The following is the first post of a three-part series on measuring satellite bufferbloat as well as recommendations on how to solve it.
ISPs that use satellite links for international IP connectivity often block User Datagram Protocol (UDP) traffic because it is deemed ‘unfriendly’ in the presence of Transmission Control Protocol (TCP) on the link and considered too unimportant a protocol to be mission-critical.
Historically, it is certainly true that UDP used to account for only a small percentage of bytes and flows on most links. However, more recent research shows that this has been changing rapidly with the advent of streaming and peer-to-peer applications. In fact, the change has been so radical that, depending on the metric used, UDP traffic has become the dominant transfer protocol on many links. TCP still tends to carry the bulk of the bytes, though.
As an ISP, one might now argue that all that streaming stuff is too wideband to be practical across a shared IP satellite link anyway. This may well be true, but blocking UDP means disabling or severely hampering many popular applications, for example, Skype voice calls, which are not overly bandwidth-hungry.
Polite and impolite TCP
This leaves the argument of ‘unfriendliness’ towards TCP. The core of this argument is that TCP senders ‘back-off’ when they detect congestion (when a congested queue along the path drops their data packets and the packets don’t result in ACKs). In common wisdom, this makes TCP ‘polite’.
For UDP, there is no such mechanism by default, unless the application that uses UDP implements something, for example, Skype’s SILK codec adapts its coding and transmission rate to packet loss. So this makes UDP ‘impolite’.

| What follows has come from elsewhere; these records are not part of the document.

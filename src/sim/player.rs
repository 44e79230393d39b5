//! The player's craft: movement, cooldowns, buffs and the damage policy
//! (shield absorbs first, then hp; invulnerability window after a hit).

use glam::Vec3;

use super::entity::{Body, Entity, EntityId, Visual};
use super::pickup::PowerUpKind;
use super::tick::TickInput;
use crate::platform::{Platform, VisualFactory, VisualKind};
use crate::tuning::{FieldTuning, PlayerTuning};

const PLAYER_COLOR: u32 = 0x58a6ff;
const SHIELD_COLOR: u32 = 0x00ffff;

/// Shield sub-component: a charge pool that soaks damage before hp and
/// enlarges the hurtbox while up.
#[derive(Debug)]
pub struct Shield {
    pub charge: i32,
    pub radius: f32,
    pub visual: Visual,
}

impl Shield {
    pub fn is_up(&self) -> bool {
        self.charge > 0
    }

    /// Soak as much of `amount` as the charge allows, returning the remainder
    pub fn absorb(&mut self, amount: i32) -> i32 {
        let absorbed = amount.min(self.charge).max(0);
        self.charge -= absorbed;
        amount - absorbed
    }
}

/// Result of a single `take_damage` call
#[derive(Debug, Clone, Copy, PartialEq, Eq)]
pub enum DamageOutcome {
    /// Invulnerable (or already dead): nothing changed
    Ignored,
    /// Shield soaked all of it
    Absorbed { absorbed: i32 },
    /// Hp was lost and the invulnerability window opened
    Hurt { absorbed: i32, hp_lost: i32 },
    /// Hp reached zero; fires once per run
    Died,
}

/// Player's mutable combat state
#[derive(Debug)]
pub struct PlayerState {
    pub id: EntityId,
    pub body: Body,
    pub visual: Visual,
    pub shield: Shield,
    pub hp: i32,
    alive: bool,
    /// Remaining seconds of the invulnerability window
    pub invulnerable_timer: f32,
    pub fire_cooldown: f32,
    pub burst_cooldown: f32,
    pub present_cooldown: f32,
    /// Remaining seconds of triple shot
    pub triple_shot_timer: f32,
    /// Blink state during invulnerability
    pub visible: bool,
}

impl PlayerState {
    pub fn new(id: EntityId, tuning: &PlayerTuning, field: &FieldTuning) -> Self {
        Self {
            id,
            body: Body::new(Vec3::new(-field.boundary_x + 5.0, 0.0, 0.0), tuning.radius),
            visual: Visual::none(),
            shield: Shield {
                charge: 0,
                radius: tuning.shield_radius,
                visual: Visual::none(),
            },
            hp: tuning.hp,
            alive: true,
            invulnerable_timer: 0.0,
            fire_cooldown: 0.0,
            burst_cooldown: 0.0,
            present_cooldown: 0.0,
            triple_shot_timer: 0.0,
            visible: true,
        }
    }

    /// Create the craft's visual
    pub fn attach_visuals(&mut self, platform: &mut Platform<'_>) {
        self.visual = Visual::create(platform, VisualKind::Player, self.body.pos, PLAYER_COLOR);
    }

    /// Show the shield bubble if it is up and not already shown
    pub fn show_shield(&mut self, platform: &mut Platform<'_>) {
        if self.shield_visible() && !self.shield.visual.is_held() {
            self.shield.visual = Visual::create(platform, VisualKind::Shield, self.body.pos, SHIELD_COLOR);
        }
    }

    pub fn is_invulnerable(&self) -> bool {
        self.invulnerable_timer > 0.0
    }

    pub fn is_triple_shot_active(&self) -> bool {
        self.triple_shot_timer > 0.0
    }

    /// Hurtbox radius; the shield supersedes the base radius while up
    pub fn effective_radius(&self) -> f32 {
        if self.shield.is_up() {
            self.shield.radius
        } else {
            self.body.radius
        }
    }

    /// Body used for every hostile collision check
    pub fn hurtbox(&self) -> Body {
        Body::new(self.body.pos, self.effective_radius())
    }

    /// Move by input, clamping each axis to the play field independently
    pub fn steer(&mut self, input: &TickInput, dt: f32, tuning: &PlayerTuning, field: &FieldTuning) {
        let step = tuning.speed * dt;
        let mut delta = Vec3::ZERO;
        if input.left {
            delta.x -= step;
        }
        if input.right {
            delta.x += step;
        }
        if input.up {
            delta.y += step;
        }
        if input.down {
            delta.y -= step;
        }

        let max_y = field.boundary_y - tuning.vertical_margin;
        self.body.pos.x = (self.body.pos.x + delta.x).clamp(-field.boundary_x, field.boundary_x);
        self.body.pos.y = (self.body.pos.y + delta.y).clamp(-max_y, max_y);
    }

    /// Count every timer down toward zero
    pub fn tick_timers(&mut self, dt: f32) {
        self.fire_cooldown = (self.fire_cooldown - dt).max(0.0);
        self.burst_cooldown = (self.burst_cooldown - dt).max(0.0);
        self.present_cooldown = (self.present_cooldown - dt).max(0.0);
        self.triple_shot_timer = (self.triple_shot_timer - dt).max(0.0);

        if self.is_invulnerable() {
            self.invulnerable_timer = (self.invulnerable_timer - dt).max(0.0);
            self.visible = (self.invulnerable_timer * 10.0).floor() as i32 % 2 == 0;
        } else {
            self.visible = true;
        }
    }

    /// Spawn points for this volley, if the gun is ready
    pub fn try_fire(&mut self, tuning: &PlayerTuning) -> Option<Vec<Vec3>> {
        if self.fire_cooldown > 0.0 {
            return None;
        }
        self.fire_cooldown = tuning.fire_cooldown;

        let muzzle = self.body.pos - Vec3::Z * 2.0;
        let mut shots = vec![muzzle];
        if self.is_triple_shot_active() {
            shots.push(muzzle + Vec3::Y * tuning.triple_shot_spread);
            shots.push(muzzle - Vec3::Y * tuning.triple_shot_spread);
        }
        Some(shots)
    }

    /// Whether the burst ability fired (and its cooldown restarted)
    pub fn try_burst(&mut self, tuning: &PlayerTuning) -> bool {
        if self.burst_cooldown > 0.0 {
            return false;
        }
        self.burst_cooldown = tuning.burst_cooldown;
        true
    }

    pub fn try_drop_present(&mut self, tuning: &PlayerTuning) -> bool {
        if self.present_cooldown > 0.0 {
            return false;
        }
        self.present_cooldown = tuning.present_cooldown;
        true
    }

    /// Shield absorbs first; any remainder hits hp. Surviving a hit opens the
    /// invulnerability window, during which damage is ignored entirely.
    pub fn take_damage(&mut self, amount: i32, tuning: &PlayerTuning) -> DamageOutcome {
        if !self.alive || self.is_invulnerable() || amount <= 0 {
            return DamageOutcome::Ignored;
        }

        let remaining = self.shield.absorb(amount);
        let absorbed = amount - remaining;
        if remaining <= 0 {
            return DamageOutcome::Absorbed { absorbed };
        }

        self.hp -= remaining;
        if self.hp <= 0 {
            self.hp = 0;
            self.alive = false;
            DamageOutcome::Died
        } else {
            self.invulnerable_timer = tuning.invulnerability;
            DamageOutcome::Hurt {
                absorbed,
                hp_lost: remaining,
            }
        }
    }

    pub fn apply_power_up(&mut self, kind: PowerUpKind, tuning: &PlayerTuning) {
        match kind {
            PowerUpKind::TripleShot => self.triple_shot_timer = tuning.triple_shot_duration,
            PowerUpKind::Shield => self.shield.charge = tuning.shield_charge,
        }
    }

    /// Whether the shield bubble should be drawn
    pub fn shield_visible(&self) -> bool {
        self.alive && self.shield.is_up()
    }
}

impl Entity for PlayerState {
    fn id(&self) -> EntityId {
        self.id
    }

    fn body(&self) -> &Body {
        &self.body
    }

    fn is_alive(&self) -> bool {
        self.alive
    }

    fn visual_mut(&mut self) -> &mut Visual {
        &mut self.visual
    }

    fn dispose(&mut self, factory: &mut dyn VisualFactory) {
        self.visual.release(factory);
        self.shield.visual.release(factory);
    }
}

#[cfg(test)]
mod tests {
    use super::*;
    use proptest::prelude::*;

    fn player() -> (PlayerState, PlayerTuning) {
        let tuning = PlayerTuning::default();
        (PlayerState::new(1, &tuning, &FieldTuning::default()), tuning)
    }

    #[test]
    fn test_shield_absorbs_before_hp() {
        let (mut p, tuning) = player();
        p.shield.charge = 3;

        let outcome = p.take_damage(5, &tuning);
        assert_eq!(outcome, DamageOutcome::Hurt { absorbed: 3, hp_lost: 2 });
        assert_eq!(p.shield.charge, 0);
        assert_eq!(p.hp, 8);
        assert!(p.is_invulnerable());
        assert!(!p.shield_visible());
    }

    #[test]
    fn test_fully_absorbed_hit_skips_invulnerability() {
        let (mut p, tuning) = player();
        p.shield.charge = 5;

        assert_eq!(p.take_damage(2, &tuning), DamageOutcome::Absorbed { absorbed: 2 });
        assert_eq!(p.hp, 10);
        assert_eq!(p.shield.charge, 3);
        assert!(!p.is_invulnerable());
    }

    #[test]
    fn test_invulnerability_ignores_damage() {
        let (mut p, tuning) = player();
        p.take_damage(1, &tuning);
        assert_eq!(p.hp, 9);

        p.shield.charge = 2;
        p.tick_timers(1.9);
        assert_eq!(p.take_damage(4, &tuning), DamageOutcome::Ignored);
        assert_eq!(p.hp, 9);
        assert_eq!(p.shield.charge, 2);

        p.tick_timers(0.2);
        assert!(!p.is_invulnerable());
        assert!(p.take_damage(1, &tuning) != DamageOutcome::Ignored);
    }

    #[test]
    fn test_death_fires_once_and_clamps() {
        let (mut p, tuning) = player();
        p.hp = 1;
        assert_eq!(p.take_damage(5, &tuning), DamageOutcome::Died);
        assert_eq!(p.hp, 0);
        assert!(!p.is_alive());
        assert_eq!(p.take_damage(5, &tuning), DamageOutcome::Ignored);
    }

    #[test]
    fn test_cooldown_gates_fire() {
        let (mut p, tuning) = player();
        assert_eq!(p.try_fire(&tuning).map(|s| s.len()), Some(1));
        assert!(p.try_fire(&tuning).is_none());
        p.tick_timers(0.25);
        assert_eq!(p.fire_cooldown, 0.0);
        assert!(p.try_fire(&tuning).is_some());
    }

    #[test]
    fn test_triple_shot_spreads_and_expires() {
        let (mut p, tuning) = player();
        p.apply_power_up(PowerUpKind::TripleShot, &tuning);
        let shots = p.try_fire(&tuning).unwrap();
        assert_eq!(shots.len(), 3);
        assert_eq!(shots[1].y - shots[0].y, tuning.triple_shot_spread);

        p.tick_timers(tuning.triple_shot_duration);
        assert!(!p.is_triple_shot_active());
    }

    #[test]
    fn test_shield_enlarges_hurtbox() {
        let (mut p, tuning) = player();
        assert_eq!(p.effective_radius(), tuning.radius);
        p.apply_power_up(PowerUpKind::Shield, &tuning);
        assert_eq!(p.shield.charge, tuning.shield_charge);
        assert_eq!(p.effective_radius(), tuning.shield_radius);
    }

    #[test]
    fn test_invulnerability_blinks() {
        let (mut p, tuning) = player();
        p.take_damage(1, &tuning);
        p.tick_timers(0.05); // 1.95 -> floor(19.5) = 19, odd
        assert!(!p.visible);
        p.tick_timers(0.1); // 1.85 -> 18, even
        assert!(p.visible);
    }

    proptest! {
        #[test]
        fn prop_steering_stays_in_bounds(
            moves in proptest::collection::vec((any::<bool>(), any::<bool>(), any::<bool>(), any::<bool>()), 1..200)
        ) {
            let (mut p, tuning) = player();
            let field = FieldTuning::default();
            for (left, right, up, down) in moves {
                let input = TickInput { left, right, up, down, ..Default::default() };
                p.steer(&input, 0.05, &tuning, &field);
                prop_assert!(p.body.pos.x.abs() <= field.boundary_x);
                prop_assert!(p.body.pos.y.abs() <= field.boundary_y - tuning.vertical_margin);
            }
        }
    }
}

However, there’s an unspoken assumption behind TCP’s ‘politeness’: that the TCP on your link will actually back off. Backing off means that the TCP senders transmitting across the link must detect the congestion, that is, detect missing ACKs, and must subsequently adjust their congestion window (the number of as-yet-unacknowledged packets allowed for the connection). For the backing off to have any effect, it must reduce the rate at which packets/bytes enter the network after the congestion window adjustment. And that requires the TCP sender to have data to transmit.
If there is no data to transmit, there is no back-off and no politeness in the TCP flow that traverses your link. How likely is this? Regardless of TCP flavour, no TCP sender can readjust the congestion window in less than the satellite RTT. That’s typically around 120 ms on medium earth orbit (MEO) satellites and around 500 ms on geostationary (GEO) satellites. Until this time expires, a TCP sender on a newly established connection can only send the number of packets specified by its initial congestion window size.
The initial congestion window size differs between platforms – on my Windows 10 laptop it’s four packets, on Linux, it’s ten packets. So let’s work with four packets for the moment.
With around 1,500 bytes per packet, that’s 6,000 bytes or 48,000 bits. On a comparatively slow 5 Mbps ADSL connection, these four packets take only about 10 ms to transmit, on faster connections even less. So the last of these packets is virtually guaranteed to have left the sender before the first ACK returns hundreds of milliseconds later.
If the total amount of data that had to be transmitted was under 6,000 bytes, then it is pretty much guaranteed that a connection of this size will never back off unless one of the four packets is lost and needs retransmitting.
If we further consider that most TCP stacks don’t reduce their congestion windows until at least a few packets have been lost, it becomes clear that TCP flows of half a dozen packets or so generally never back off. In other words, they behave like UDP and are just as unfriendly to larger TCP flows.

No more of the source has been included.